Christoph Mörgeli hat eine empfindliche Schlappe erlitten. Internationale Experten sind zum Schluss gelangt, dass der Titularprofessor und SVP-Nationalrat am Medizinhistorischen Institut der Universität Zürich mangelhafte Dissertationen
abgesegnet hat.
Laut Universität waren 39 zufällig ausgesuchte und anonymisierte Dissertationen, die von verschiedenen Dozierenden betreut wurden, einer Beurteilung unterzogen worden.
Die drei Experten seien zu dem Schluss gekommen, dass Mörgeli als Konservator, zusammen mit seinem einstigen Chef Beat Rüttimann, häufig mangelhafte Dissertationen abgesegnet habe. Teilweise habe es sich gar um wenig oder gar nicht kommentierte Transkriptionen gehandelt.
Nach Meinung der Experten ist die mangelhafte Qualität der Dissertationen auf eine unzureichende Betreuung der Doktorierenden zurückzuführen. Mörgeli und Rüttimann, die beide nicht mehr am Medizinhistorischen Institut und Museum tätig sind, hätten ihre Doktorierenden nicht ausreichend auf das Verfassen eine wissenschaftlichen Arbeit in Medizingeschichte vorbereitet. So sei etwa der Fragestellung, der Kontextualisierung und den Quellenangaben zu wenig Bedeutung beigemessen worden.

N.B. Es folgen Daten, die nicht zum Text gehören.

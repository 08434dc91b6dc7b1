// Copyright (c) 2025 Steve Wagner (ciroque@live.com)
// SPDX-License-Identifier: MIT

pub mod stage;

pub use stage::{Signature, Stage, StageContext};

Mörgeli: «Viele Doktoranden hatten ausländische Wurzeln»
Christoph Mörgeli weist die Kritik der Uni Zürich zurück: «Ich stehe voll und ganz hinter den Arbeiten, die ich betreut habe.» Er räumte jedoch ein, dass es teilweise Probleme mit der Sprachkompetenz gegeben habe. Beinahe die Hälfte der von ihm Betreuten habe ausländische Wurzeln. «Hätte ich diese Doktoranden nicht betreut, hätte man mir dies sicher aus parteipolitischen Gründen zum Vorwurf gemacht», so der Titularprofessor und SVP-Nationalrat.
Er selbst sei von den internationalen Experten nicht angehört worden. Auch über das Ergebnis ihrer Prüfungen der Dissertationen sei er nicht informiert worden.
In einer zweieinhalbseitigen Stellungnahme weist Mörgeli darauf hin, dass die Qualität der von der Expertenkommission überprüften 39 Dissertationen seinerzeit von der Medizinischen Fakultät der Universität Zürich als «mindestens genügend» beurteilt worden seien. Diese hätten wissenschaftlichen Standards entsprochen. «Es gab unter meiner Leitung keine einzige Dissertation, die lediglich aus einer unkommentierten Texttranskription bestand.»
Höhere Anforderung bei Medizingeschichte?
Weiter kritisiert Mörgeli, dass einzig die medizinhistorischen Dissertationen überprüft wurden statt die Standards der medizinischen Dissertationen als Ganzes. «Ansonsten hätte sich herausgestellt, dass die Medizingeschichte an die Doktorierenden weit höhere Anforderungen stellt, als viele medizinische Disziplinen, bei denen die Dissertation zuweilen aus einer Tabelle und einigen Messungen besteht.»
Den Expertenbericht sieht Mörgeli nicht als Rechtfertigung für den Beitrag der «Rundschau» vom März 2013. Gegen diese Berichterstattung, die von der Universität zum Anlass genommen wurde, die Dissertationen überprüfen zu lassen, hatte er bei der Unabhängigen Beschwerdeinstanz UBI der SRG Beschwerde eingereicht.
Das Verfahren sei noch immer hängig, sagte Mörgeli. Ebenfalls hängig sei sein Rekurs gegen die Kündigung durch die Universität. «Nicht einmal ein Arbeitszeugnis habe ich bisher erhalten.»
Mörgeli wittert politische Kampagne
Im Frühling 2013 hatten Berichte der «Rundschau» Zweifel an der Qualität medizinhistorischer Dissertationen aufkommen lassen. Die Universität hatte daraufhin eine internationale Expertenkommission eingesetzt.
Christoph Mörgeli war im September 2012 als Kurator des Medizinhistorischen Museums der Universität Zürich per sofort freigestellt worden.
Die Uni begründete ihren Entscheid mit ungenügenden Leistungen Mörgelis als Konservator sowie mit seiner massiven Verletzung der Loyalitätspflicht gegenüber der Universität.
Gegen die Kündigung legte Titularprofessor Mörgeli Rekurs ein. Er machte eine politisch motivierte Kampagne geltend. Als bekannter SVP-Nationalrat sei er an der Universität Zürich nicht mehr geduldet worden.